NOLWENN ARZEL
présentation du projet de recherche/création master
Dans le sillage du mouvement interceltique dont elle fut l’un des fers de lance la harpe dite celtique est rapidement choisie comme le symbole idéal et idéalisé d’une celtitude fantasmée. C’est ainsi qu’elle fait son apparition à la charnière du XVIIIème et du XIXème siècle. Né du terreau romantique elle se glisse entre les doigts du roi David dans l’Ossian de l’Ecossais Mac Pherson et on la croise systématiquement dans les mouvements néo druidiques gallois. C’est par ce biais que des intellectuels bretons tels Hersart de La Villemarqué ou Gildas Jaffrenou vont par leurs échanges avec ces courants d’outre-manche ramener la petite harpe qui deviendra notre harpe celtique. Pour autant il faudra attendre les années 50 et l’idée un peu folle d’un inventeur aussi fertile que génial, Jorg Cochevelou pour ouvrir une dynamique qui emportera tout sur son passage et que l’on connaît désormais sous le nom de « Revival ». Jorg Cochevelou décide de construire une harpe « celtique » pour son fils futur Alan Stivell. L’enfant fasciné ne quittera plus jamais l’instrument et le phénomène Stivell sera amorcé. A partir de là l’engouement pour l’instrument et toute la charge symbolique, politique, sociétal qu’il véhicule ne se démentira pas. On veut en jouer. On veut apprendre. La lutherie se développe. Les premiers professeurs se font jour presque malgré eux et sans aucun modèle comme le témoigne merveilleusement Marrianig Larchantec dans son ouvrage « La harpe, instrument des celtes ». Ce renouveau de la musique bretonne est sans doute une des périodes les plus excitante de son histoire tant dans la diversité que dans la qualité de ses productions, mais aussi dans son caractère innovant loin de l’image de repli sur soi qui peut parfois être avancée à son sujet.
Les pionniers de la petite harpe en Bretagne se sont retrouvé dans un tourbillon stimulant, une espèce de laboratoire grandeur nature d’une nouvelle musique possible et d’une culture qui veut être transmise. Parmi eux, les frères Quéfféléants fonde le groupe An Triskell en 1970. Ils se mettent à enseigner la harpe dans les années 80. Acteurs de la nouvelle scène celtique, chercheurs, interprètes, adaptateurs de musiques traditionnelles, ils sont avec d’autres les premiers à composer pour la harpe celtique en Bretagne et crée ainsi un nouveau répertoire enrichissant le précédent.
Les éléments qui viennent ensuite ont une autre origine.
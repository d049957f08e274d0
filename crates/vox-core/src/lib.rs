//! # vox-core
//!
//! Core types, traits, and abstractions for the vox transcription service.
//!
//! This crate provides the job record model and its state machine, the shared
//! error taxonomy, and the repository trait that the storage and job crates
//! build on.

pub mod defaults;
pub mod error;
pub mod file_safety;
pub mod models;
pub mod traits;

// Re-export commonly used types at crate root
pub use error::{Error, ErrorClass, Result};
pub use file_safety::{
    classify_extension, detect_content_type, sanitize_filename, validate_upload,
};
pub use models::*;
pub use traits::*;
//! OpenAI-compatible summarization backend.

use async_trait::async_trait;
use reqwest::Client;
use std::time::Duration;
use tracing::{debug, info, warn};

use vox_core::defaults::{
    KEY_TOPICS_MAX_TOKENS, SUMMARY_MAX_TOKENS, SUMMARY_MODEL, SUMMARY_TIMEOUT_SECS,
};
use vox_core::{Error, Result};

use super::error::error_from_response;
use super::types::*;
use crate::summarization::{
    key_topics_prompt, summary_prompt, SummarizationBackend, KEY_TOPICS_SYSTEM_PROMPT,
    SUMMARY_SYSTEM_PROMPT,
};

/// Default OpenAI API endpoint.
pub const DEFAULT_OPENAI_URL: &str = "https://api.openai.com/v1";

/// Configuration for OpenAI-compatible backend.
#[derive(Debug, Clone)]
pub struct OpenAIConfig {
    /// Base URL for the API endpoint.
    pub base_url: String,
    /// API key for authentication (optional for local endpoints).
    pub api_key: Option<String>,
    /// Model to use for generation.
    pub gen_model: String,
    /// Request timeout in seconds.
    pub timeout_seconds: u64,
}

impl Default for OpenAIConfig {
    fn default() -> Self {
        Self {
            base_url: DEFAULT_OPENAI_URL.to_string(),
            api_key: None,
            gen_model: SUMMARY_MODEL.to_string(),
            timeout_seconds: SUMMARY_TIMEOUT_SECS,
        }
    }
}

impl OpenAIConfig {
    /// Read the configuration from environment variables.
    pub fn from_env() -> Self {
        Self {
            base_url: std::env::var("OPENAI_BASE_URL")
                .ok()
                .filter(|s| !s.is_empty())
                .unwrap_or_else(|| DEFAULT_OPENAI_URL.to_string()),
            api_key: std::env::var("OPENAI_API_KEY").ok().filter(|s| !s.is_empty()),
            gen_model: std::env::var("OPENAI_GEN_MODEL")
                .ok()
                .filter(|s| !s.is_empty())
                .unwrap_or_else(|| SUMMARY_MODEL.to_string()),
            timeout_seconds: std::env::var("OPENAI_TIMEOUT")
                .ok()
                .and_then(|s| s.parse().ok())
                .unwrap_or(SUMMARY_TIMEOUT_SECS),
        }
    }

    /// The cloud endpoint needs a key; self-hosted endpoints may not.
    pub fn is_usable(&self) -> bool {
        self.api_key.is_some() || self.base_url.trim_end_matches('/') != DEFAULT_OPENAI_URL
    }
}

/// Summarizer backed by an OpenAI-compatible chat completions endpoint.
pub struct OpenAISummarizer {
    client: Client,
    config: OpenAIConfig,
}

impl OpenAISummarizer {
    /// Create a new summarizer with the given configuration.
    pub fn new(config: OpenAIConfig) -> Result<Self> {
        let client = Client::builder()
            .timeout(Duration::from_secs(config.timeout_seconds))
            .build()
            .map_err(|e| Error::Inference(format!("Failed to create HTTP client: {}", e)))?;

        info!(
            "Initializing OpenAI summarizer: url={}, model={}",
            config.base_url, config.gen_model
        );

        Ok(Self { client, config })
    }

    /// Create from environment variables.
    ///
    /// Returns `Ok(None)` when no usable endpoint is configured.
    pub fn from_env() -> Result<Option<Self>> {
        let config = OpenAIConfig::from_env();
        if !config.is_usable() {
            return Ok(None);
        }
        Self::new(config).map(Some)
    }

    /// Get the current configuration.
    pub fn config(&self) -> &OpenAIConfig {
        &self.config
    }

    fn url(&self, endpoint: &str) -> String {
        format!("{}{}", self.config.base_url.trim_end_matches('/'), endpoint)
    }

    /// Build a request with authentication if configured.
    fn build_request(&self, endpoint: &str) -> reqwest::RequestBuilder {
        let mut req = self.client.post(self.url(endpoint));

        if let Some(ref api_key) = self.config.api_key {
            req = req.header("Authorization", format!("Bearer {}", api_key));
        }

        req.header("Content-Type", "application/json")
    }

    async fn chat(
        &self,
        system: &str,
        prompt: &str,
        max_tokens: u32,
        temperature: f32,
    ) -> Result<String> {
        debug!(
            model = %self.config.gen_model,
            prompt_len = prompt.len(),
            max_tokens,
            "Requesting chat completion"
        );

        let request = ChatCompletionRequest {
            model: self.config.gen_model.clone(),
            messages: vec![ChatMessage::system(system), ChatMessage::user(prompt)],
            temperature: Some(temperature),
            max_tokens: Some(max_tokens),
        };

        let response = self
            .build_request("/chat/completions")
            .json(&request)
            .send()
            .await?;

        if !response.status().is_success() {
            let status = response.status().as_u16();
            let body = response.text().await.unwrap_or_default();
            return Err(error_from_response(status, &body));
        }

        let result: ChatCompletionResponse = response
            .json()
            .await
            .map_err(|e| Error::Inference(format!("Failed to parse response: {}", e)))?;

        let content = result
            .choices
            .into_iter()
            .next()
            .map(|c| c.message.content.trim().to_string())
            .unwrap_or_default();

        if content.is_empty() {
            return Err(Error::Inference("Completion returned no content".to_string()));
        }

        debug!(response_len = content.len(), "Chat completion finished");
        Ok(content)
    }
}

#[async_trait]
impl SummarizationBackend for OpenAISummarizer {
    async fn summarize(&self, transcript: &str) -> Result<String> {
        self.chat(
            SUMMARY_SYSTEM_PROMPT,
            &summary_prompt(transcript),
            SUMMARY_MAX_TOKENS,
            0.3,
        )
        .await
    }

    async fn extract_key_topics(&self, transcript: &str) -> Result<String> {
        self.chat(
            KEY_TOPICS_SYSTEM_PROMPT,
            &key_topics_prompt(transcript),
            KEY_TOPICS_MAX_TOKENS,
            0.2,
        )
        .await
    }

    async fn health_check(&self) -> Result<bool> {
        let mut req = self
            .client
            .get(self.url("/models"))
            .timeout(Duration::from_secs(5));
        if let Some(ref api_key) = self.config.api_key {
            req = req.header("Authorization", format!("Bearer {}", api_key));
        }

        match req.send().await {
            Ok(resp) if resp.status().is_success() => Ok(true),
            Ok(resp) => {
                warn!("OpenAI health check failed: {}", resp.status());
                Ok(false)
            }
            Err(e) => {
                warn!("OpenAI health check error: {}", e);
                Ok(false)
            }
        }
    }

    fn model_name(&self) -> &str {
        &self.config.gen_model
    }
}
Elève des frères Quéfféléant dont la pédagogie fut toujours orientée vers l’expérimentation, la transmission orale, le mimétisme et le développement personnel, mon travail consistera tout d’abord à comprendre leur musique par l’analyse de leur répertoire et la recontextualisation de leurs travaux. Devenue moi-même professeure de harpe celtique et musicienne je souhaite profiter de cette réflexion pour étudier et confronter ma pratique. Ce Master est l’opportunité de comprendre qui je suis en tant qu’artiste et en tant que professeure. Ainsi dans un deuxième temps, je souhaite faire un travail d’introspection en m’interrogeant simplement sur mes motivations, mon propre contexte, ma musique et ses influences. Enfin, je chercherai à approfondir les notions d’oralité et d’écriture de la musique. C’est un sujet qui impact particulièrement la harpe qui est autant ancré dans la culture classique et académique que dans la culture populaire des musiques de transmissions orales.
Mon projet artistique se tournera en toute logique vers les enfants et un petit format afin de faire passer un message réconciliant l’écrit et l’oral, abolissant les hiérarchies et les préjuges où illustrations musicales, contes et musiques d’inspiration celtique et improvisée se mêleront avec délicatesse et poésie.